Exercise:
Using the records below, filter for lines that contain the string "ErrorObjectOwned" and copy them out.

▼

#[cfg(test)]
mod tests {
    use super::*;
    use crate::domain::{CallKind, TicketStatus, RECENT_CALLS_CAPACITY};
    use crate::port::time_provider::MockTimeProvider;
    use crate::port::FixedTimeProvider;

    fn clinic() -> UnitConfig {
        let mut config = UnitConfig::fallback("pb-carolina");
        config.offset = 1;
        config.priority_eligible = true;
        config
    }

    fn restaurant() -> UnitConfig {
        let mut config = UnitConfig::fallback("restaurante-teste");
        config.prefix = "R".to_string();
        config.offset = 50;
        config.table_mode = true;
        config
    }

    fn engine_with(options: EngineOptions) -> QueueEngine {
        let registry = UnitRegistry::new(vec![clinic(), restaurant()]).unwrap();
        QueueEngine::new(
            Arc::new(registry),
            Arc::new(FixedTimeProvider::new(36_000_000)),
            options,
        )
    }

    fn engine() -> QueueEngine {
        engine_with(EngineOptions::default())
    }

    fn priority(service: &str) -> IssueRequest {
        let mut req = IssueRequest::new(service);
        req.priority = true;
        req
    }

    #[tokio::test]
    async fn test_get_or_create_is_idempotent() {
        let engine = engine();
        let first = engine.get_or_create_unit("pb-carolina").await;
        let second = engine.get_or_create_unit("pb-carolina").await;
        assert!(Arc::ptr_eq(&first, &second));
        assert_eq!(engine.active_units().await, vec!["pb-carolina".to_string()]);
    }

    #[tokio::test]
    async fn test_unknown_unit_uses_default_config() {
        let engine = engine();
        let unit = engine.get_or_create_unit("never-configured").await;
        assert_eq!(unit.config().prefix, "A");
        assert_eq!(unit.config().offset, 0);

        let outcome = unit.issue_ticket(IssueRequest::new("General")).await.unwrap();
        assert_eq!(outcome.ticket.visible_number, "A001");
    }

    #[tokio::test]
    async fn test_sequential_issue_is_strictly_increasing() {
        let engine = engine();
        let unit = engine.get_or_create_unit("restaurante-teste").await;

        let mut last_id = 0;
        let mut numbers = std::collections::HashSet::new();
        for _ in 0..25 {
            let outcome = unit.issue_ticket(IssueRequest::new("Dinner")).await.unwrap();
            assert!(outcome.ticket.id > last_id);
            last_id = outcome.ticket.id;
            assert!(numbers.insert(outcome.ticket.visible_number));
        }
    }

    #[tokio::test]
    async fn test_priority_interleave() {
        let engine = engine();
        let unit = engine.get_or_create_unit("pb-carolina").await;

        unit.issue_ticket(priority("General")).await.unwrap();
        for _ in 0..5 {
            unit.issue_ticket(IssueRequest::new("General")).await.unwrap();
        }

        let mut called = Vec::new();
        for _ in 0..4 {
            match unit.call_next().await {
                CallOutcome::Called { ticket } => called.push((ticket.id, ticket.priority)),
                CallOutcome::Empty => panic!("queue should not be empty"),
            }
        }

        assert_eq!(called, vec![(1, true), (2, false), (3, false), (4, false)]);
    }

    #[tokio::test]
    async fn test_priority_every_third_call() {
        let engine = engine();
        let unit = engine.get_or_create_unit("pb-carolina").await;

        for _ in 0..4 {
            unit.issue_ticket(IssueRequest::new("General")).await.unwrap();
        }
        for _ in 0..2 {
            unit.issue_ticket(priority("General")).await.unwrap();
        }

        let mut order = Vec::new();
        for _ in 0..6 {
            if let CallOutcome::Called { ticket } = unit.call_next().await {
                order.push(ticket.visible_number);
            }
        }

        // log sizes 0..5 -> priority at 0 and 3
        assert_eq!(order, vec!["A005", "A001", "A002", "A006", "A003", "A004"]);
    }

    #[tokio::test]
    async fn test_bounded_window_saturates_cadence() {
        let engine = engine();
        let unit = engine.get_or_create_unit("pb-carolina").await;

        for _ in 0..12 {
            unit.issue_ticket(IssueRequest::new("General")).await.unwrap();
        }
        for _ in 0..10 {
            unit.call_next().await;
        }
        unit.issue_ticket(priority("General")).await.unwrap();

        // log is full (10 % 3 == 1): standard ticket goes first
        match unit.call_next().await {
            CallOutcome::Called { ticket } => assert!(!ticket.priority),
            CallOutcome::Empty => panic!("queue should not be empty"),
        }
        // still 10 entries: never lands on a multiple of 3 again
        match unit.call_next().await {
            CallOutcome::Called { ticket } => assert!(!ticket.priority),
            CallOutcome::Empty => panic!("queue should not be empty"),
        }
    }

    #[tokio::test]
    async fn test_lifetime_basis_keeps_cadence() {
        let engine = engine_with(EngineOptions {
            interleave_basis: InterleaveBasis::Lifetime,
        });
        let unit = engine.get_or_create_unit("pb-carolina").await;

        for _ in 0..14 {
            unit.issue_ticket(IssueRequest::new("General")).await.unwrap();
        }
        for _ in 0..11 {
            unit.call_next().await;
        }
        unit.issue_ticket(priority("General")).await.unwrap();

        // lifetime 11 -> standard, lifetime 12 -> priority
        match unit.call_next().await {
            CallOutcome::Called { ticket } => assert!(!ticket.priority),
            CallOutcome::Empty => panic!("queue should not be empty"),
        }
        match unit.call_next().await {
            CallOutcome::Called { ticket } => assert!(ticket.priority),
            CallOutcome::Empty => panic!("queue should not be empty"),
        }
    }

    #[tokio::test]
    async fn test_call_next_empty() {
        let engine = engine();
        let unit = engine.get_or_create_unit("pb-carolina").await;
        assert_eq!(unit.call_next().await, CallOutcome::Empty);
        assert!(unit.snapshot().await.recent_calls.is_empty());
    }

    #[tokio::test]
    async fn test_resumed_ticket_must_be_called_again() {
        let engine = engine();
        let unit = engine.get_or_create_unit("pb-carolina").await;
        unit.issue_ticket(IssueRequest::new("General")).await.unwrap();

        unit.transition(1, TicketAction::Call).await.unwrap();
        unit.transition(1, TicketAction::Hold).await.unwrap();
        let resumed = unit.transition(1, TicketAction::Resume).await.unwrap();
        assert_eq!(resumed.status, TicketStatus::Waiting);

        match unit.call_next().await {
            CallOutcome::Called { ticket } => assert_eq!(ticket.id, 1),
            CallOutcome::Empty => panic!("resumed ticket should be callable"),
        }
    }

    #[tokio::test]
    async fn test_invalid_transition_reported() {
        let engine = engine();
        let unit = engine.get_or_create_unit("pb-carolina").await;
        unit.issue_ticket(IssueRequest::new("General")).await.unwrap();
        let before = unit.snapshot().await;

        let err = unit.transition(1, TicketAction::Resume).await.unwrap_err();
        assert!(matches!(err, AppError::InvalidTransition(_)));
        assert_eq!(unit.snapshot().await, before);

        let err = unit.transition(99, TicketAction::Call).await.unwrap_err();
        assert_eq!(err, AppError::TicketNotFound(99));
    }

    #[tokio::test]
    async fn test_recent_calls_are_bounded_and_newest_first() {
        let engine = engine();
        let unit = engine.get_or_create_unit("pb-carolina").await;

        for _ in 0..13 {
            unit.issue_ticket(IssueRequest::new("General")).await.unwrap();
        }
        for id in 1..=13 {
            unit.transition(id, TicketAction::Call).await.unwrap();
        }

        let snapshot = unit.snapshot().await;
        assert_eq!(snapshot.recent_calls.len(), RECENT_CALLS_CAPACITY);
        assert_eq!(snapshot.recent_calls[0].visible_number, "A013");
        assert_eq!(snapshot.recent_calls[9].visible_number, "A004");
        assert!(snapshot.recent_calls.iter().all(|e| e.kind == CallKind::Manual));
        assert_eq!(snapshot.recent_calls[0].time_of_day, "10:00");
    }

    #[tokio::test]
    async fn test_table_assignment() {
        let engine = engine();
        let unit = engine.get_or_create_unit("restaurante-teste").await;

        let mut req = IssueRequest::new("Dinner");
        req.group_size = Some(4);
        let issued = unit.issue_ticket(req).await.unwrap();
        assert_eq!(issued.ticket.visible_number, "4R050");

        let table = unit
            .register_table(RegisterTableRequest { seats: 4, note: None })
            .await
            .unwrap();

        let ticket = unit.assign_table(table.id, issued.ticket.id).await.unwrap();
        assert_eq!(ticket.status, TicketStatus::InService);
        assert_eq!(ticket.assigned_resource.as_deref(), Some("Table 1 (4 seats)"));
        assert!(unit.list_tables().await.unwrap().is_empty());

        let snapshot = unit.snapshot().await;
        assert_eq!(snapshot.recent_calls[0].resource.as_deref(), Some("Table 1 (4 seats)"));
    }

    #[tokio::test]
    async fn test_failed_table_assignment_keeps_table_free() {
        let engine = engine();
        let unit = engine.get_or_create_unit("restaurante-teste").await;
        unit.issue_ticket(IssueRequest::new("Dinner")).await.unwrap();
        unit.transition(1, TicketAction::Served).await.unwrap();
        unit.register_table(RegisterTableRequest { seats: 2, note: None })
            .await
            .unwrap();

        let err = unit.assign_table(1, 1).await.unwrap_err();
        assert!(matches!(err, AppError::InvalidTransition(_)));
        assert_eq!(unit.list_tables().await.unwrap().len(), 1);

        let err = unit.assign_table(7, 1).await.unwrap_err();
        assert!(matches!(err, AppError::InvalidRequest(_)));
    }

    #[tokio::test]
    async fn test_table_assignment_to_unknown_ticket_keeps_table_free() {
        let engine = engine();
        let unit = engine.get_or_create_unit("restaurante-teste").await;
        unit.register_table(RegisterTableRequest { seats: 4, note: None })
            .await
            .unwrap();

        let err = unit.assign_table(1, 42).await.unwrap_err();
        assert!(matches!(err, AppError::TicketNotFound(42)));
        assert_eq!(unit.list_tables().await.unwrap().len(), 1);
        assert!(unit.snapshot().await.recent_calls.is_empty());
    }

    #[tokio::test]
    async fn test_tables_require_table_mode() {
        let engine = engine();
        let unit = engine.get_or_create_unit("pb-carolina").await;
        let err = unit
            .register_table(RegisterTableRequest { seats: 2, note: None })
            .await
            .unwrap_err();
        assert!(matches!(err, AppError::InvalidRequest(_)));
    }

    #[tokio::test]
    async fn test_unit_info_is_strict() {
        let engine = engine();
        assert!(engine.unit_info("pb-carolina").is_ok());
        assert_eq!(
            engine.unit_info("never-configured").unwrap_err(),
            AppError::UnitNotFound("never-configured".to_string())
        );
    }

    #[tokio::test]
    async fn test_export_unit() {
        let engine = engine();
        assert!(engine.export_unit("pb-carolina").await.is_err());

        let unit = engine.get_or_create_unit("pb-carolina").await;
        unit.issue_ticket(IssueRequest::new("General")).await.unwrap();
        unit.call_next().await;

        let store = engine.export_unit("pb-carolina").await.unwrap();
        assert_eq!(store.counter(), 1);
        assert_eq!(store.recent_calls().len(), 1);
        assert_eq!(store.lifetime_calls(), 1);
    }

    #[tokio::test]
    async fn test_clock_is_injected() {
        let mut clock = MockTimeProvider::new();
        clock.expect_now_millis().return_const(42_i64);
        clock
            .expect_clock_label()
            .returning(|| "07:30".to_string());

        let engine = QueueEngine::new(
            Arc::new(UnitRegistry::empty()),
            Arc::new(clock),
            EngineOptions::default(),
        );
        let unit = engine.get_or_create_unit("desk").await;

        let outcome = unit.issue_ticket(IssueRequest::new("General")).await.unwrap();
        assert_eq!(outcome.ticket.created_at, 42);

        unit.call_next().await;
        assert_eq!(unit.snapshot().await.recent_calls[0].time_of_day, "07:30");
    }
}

▲
▼

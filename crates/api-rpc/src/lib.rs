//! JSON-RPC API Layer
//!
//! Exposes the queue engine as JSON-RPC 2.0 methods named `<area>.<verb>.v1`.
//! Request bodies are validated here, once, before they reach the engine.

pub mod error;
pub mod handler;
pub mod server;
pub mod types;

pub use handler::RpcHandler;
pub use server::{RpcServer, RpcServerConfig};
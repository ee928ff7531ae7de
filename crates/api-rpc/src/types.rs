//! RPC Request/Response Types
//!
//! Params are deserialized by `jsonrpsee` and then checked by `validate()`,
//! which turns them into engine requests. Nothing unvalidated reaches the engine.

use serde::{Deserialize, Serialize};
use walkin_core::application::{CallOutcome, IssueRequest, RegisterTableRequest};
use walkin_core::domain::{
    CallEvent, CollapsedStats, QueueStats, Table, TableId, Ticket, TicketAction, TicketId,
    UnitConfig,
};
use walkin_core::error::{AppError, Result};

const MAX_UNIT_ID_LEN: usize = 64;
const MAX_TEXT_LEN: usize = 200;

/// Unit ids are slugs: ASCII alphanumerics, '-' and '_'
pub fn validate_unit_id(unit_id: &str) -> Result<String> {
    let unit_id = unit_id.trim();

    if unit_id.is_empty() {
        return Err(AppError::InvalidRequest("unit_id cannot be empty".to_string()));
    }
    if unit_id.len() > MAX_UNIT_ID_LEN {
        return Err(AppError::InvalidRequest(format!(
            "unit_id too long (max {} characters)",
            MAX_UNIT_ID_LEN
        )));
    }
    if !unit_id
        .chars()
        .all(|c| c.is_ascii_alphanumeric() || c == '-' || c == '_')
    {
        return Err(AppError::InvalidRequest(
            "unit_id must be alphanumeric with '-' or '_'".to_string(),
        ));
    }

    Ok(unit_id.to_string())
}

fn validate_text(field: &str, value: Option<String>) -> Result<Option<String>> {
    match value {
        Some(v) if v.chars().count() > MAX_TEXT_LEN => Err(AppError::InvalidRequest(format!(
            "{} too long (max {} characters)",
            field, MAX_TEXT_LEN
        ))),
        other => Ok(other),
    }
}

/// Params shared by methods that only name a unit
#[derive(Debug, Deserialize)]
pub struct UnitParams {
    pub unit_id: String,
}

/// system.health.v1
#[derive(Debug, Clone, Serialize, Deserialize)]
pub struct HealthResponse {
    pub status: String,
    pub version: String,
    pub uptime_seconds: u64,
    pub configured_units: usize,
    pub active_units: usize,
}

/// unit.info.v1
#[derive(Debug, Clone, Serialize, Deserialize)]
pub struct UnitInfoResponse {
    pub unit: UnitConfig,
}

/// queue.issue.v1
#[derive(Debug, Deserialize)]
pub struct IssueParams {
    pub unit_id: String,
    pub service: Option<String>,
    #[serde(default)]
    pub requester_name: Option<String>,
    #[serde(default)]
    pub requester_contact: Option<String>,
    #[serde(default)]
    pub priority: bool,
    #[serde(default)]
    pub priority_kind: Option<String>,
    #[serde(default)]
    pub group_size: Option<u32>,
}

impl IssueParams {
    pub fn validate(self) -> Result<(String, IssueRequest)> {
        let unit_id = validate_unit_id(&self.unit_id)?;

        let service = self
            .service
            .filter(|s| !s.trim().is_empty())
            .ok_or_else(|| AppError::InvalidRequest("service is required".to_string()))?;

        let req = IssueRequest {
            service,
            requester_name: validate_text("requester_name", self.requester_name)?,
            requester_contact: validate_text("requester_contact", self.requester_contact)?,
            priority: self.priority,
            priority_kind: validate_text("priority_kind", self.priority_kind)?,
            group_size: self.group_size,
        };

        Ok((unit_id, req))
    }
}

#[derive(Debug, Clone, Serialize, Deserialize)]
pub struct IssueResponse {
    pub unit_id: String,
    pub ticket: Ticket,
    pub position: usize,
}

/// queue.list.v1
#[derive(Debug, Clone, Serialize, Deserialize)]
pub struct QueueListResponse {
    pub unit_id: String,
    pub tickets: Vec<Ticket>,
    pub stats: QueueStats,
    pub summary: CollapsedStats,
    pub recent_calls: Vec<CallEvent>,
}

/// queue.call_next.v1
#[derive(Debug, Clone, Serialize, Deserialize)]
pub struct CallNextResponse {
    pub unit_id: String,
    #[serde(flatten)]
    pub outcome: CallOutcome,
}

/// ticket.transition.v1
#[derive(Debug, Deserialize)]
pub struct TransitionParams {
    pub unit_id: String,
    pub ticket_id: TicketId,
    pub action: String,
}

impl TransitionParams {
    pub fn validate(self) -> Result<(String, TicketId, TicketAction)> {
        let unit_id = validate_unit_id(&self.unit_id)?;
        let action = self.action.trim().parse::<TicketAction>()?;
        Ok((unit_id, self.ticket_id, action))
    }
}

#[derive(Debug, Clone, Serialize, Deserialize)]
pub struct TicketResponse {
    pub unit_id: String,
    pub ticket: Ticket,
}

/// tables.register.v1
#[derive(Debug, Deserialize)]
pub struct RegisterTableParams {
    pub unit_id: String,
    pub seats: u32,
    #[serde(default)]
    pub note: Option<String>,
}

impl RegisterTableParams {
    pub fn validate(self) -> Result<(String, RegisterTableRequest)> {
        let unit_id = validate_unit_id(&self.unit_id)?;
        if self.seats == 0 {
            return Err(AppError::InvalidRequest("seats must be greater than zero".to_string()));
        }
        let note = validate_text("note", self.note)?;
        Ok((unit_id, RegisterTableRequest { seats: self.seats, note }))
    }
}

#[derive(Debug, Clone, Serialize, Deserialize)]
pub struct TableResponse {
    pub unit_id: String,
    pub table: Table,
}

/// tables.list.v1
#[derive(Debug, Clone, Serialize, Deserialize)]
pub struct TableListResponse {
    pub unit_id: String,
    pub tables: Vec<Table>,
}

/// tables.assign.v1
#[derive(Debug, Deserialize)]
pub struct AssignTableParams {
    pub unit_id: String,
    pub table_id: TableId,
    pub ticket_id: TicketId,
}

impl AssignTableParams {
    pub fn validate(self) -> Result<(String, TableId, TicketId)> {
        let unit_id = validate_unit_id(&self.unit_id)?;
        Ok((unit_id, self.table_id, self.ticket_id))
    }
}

▲
▼

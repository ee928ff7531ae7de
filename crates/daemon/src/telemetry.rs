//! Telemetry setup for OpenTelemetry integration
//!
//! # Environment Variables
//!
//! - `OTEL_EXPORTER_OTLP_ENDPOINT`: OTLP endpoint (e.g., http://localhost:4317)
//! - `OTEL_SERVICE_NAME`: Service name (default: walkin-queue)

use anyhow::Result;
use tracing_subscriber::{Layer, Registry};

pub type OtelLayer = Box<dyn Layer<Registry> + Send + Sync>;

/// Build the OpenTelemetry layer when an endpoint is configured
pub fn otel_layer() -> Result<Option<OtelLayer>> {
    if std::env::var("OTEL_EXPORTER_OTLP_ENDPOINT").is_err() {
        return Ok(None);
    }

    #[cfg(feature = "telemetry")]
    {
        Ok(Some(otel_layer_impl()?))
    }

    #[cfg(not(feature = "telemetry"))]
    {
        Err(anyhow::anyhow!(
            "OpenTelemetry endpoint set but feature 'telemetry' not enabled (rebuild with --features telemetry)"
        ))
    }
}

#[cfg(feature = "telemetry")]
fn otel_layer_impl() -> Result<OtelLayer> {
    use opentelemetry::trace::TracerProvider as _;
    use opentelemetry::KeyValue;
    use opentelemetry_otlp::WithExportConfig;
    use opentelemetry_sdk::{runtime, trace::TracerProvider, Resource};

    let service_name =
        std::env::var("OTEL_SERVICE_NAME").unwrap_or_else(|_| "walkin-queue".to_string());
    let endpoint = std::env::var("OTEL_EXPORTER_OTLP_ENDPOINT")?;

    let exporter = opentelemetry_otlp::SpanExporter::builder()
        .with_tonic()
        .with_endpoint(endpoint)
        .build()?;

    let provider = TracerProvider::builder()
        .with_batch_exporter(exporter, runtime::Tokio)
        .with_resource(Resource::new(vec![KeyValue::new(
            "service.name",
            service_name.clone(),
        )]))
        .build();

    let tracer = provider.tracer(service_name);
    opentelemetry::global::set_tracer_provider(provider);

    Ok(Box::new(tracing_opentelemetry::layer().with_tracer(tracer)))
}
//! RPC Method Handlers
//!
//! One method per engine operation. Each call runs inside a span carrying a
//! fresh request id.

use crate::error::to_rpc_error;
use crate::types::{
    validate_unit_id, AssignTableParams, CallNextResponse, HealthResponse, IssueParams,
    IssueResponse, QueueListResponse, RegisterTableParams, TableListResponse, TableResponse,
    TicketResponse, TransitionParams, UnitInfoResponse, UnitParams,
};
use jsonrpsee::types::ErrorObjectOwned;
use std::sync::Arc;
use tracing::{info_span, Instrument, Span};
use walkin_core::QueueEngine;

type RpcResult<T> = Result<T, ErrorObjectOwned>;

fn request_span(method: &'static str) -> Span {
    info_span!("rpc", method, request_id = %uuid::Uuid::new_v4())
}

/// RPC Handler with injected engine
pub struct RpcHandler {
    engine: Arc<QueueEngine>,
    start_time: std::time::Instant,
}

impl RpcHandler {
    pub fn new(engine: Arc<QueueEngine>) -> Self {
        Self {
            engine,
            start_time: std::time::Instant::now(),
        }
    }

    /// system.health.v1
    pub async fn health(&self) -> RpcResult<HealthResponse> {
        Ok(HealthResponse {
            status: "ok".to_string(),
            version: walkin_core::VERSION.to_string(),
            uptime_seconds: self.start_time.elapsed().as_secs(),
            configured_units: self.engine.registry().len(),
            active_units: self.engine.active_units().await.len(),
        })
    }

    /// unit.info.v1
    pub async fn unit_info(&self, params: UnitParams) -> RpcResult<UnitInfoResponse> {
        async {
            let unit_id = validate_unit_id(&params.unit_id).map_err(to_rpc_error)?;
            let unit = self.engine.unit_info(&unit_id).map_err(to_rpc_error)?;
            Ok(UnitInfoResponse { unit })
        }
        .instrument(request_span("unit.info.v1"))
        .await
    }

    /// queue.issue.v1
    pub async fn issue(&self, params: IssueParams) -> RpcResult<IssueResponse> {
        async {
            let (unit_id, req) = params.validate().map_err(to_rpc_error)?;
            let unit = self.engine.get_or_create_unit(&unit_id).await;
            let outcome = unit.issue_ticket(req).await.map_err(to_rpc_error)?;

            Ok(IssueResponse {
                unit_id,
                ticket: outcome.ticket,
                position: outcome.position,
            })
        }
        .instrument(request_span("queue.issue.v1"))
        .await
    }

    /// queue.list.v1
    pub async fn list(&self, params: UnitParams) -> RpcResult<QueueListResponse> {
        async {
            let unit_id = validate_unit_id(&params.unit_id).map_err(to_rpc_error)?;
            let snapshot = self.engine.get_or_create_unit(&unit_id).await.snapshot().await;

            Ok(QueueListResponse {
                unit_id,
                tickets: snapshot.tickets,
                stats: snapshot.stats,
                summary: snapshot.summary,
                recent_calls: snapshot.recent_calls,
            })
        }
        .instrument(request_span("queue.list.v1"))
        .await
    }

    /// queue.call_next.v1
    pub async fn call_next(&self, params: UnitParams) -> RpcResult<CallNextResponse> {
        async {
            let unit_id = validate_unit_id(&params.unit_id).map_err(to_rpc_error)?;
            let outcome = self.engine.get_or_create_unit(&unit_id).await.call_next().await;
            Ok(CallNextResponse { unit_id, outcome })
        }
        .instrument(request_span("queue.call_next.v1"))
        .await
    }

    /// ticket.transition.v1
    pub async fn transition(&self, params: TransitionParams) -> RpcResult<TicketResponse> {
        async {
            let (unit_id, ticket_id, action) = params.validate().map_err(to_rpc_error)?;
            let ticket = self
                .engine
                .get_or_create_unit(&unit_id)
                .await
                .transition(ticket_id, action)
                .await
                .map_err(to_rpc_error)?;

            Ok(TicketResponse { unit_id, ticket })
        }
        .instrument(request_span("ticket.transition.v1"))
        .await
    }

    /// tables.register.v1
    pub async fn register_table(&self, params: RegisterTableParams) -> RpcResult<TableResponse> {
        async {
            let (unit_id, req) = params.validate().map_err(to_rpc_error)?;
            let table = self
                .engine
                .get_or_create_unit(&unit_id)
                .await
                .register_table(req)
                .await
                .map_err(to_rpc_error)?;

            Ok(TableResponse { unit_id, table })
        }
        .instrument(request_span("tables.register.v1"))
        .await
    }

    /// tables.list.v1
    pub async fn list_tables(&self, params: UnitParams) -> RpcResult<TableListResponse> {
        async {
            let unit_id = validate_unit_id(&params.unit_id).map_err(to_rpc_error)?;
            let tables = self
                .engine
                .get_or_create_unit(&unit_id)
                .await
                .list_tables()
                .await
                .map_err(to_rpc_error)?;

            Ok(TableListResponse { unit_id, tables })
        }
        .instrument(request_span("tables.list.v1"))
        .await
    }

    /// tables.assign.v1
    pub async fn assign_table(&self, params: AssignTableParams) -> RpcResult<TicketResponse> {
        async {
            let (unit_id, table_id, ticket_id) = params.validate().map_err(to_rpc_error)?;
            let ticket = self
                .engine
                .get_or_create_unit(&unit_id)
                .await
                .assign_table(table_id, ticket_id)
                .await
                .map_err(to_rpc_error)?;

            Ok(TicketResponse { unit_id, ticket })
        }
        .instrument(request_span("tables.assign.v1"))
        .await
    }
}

▲

Reply to the task:
use jsonrpsee::types::ErrorObjectOwned;
type RpcResult<T> = Result<T, ErrorObjectOwned>;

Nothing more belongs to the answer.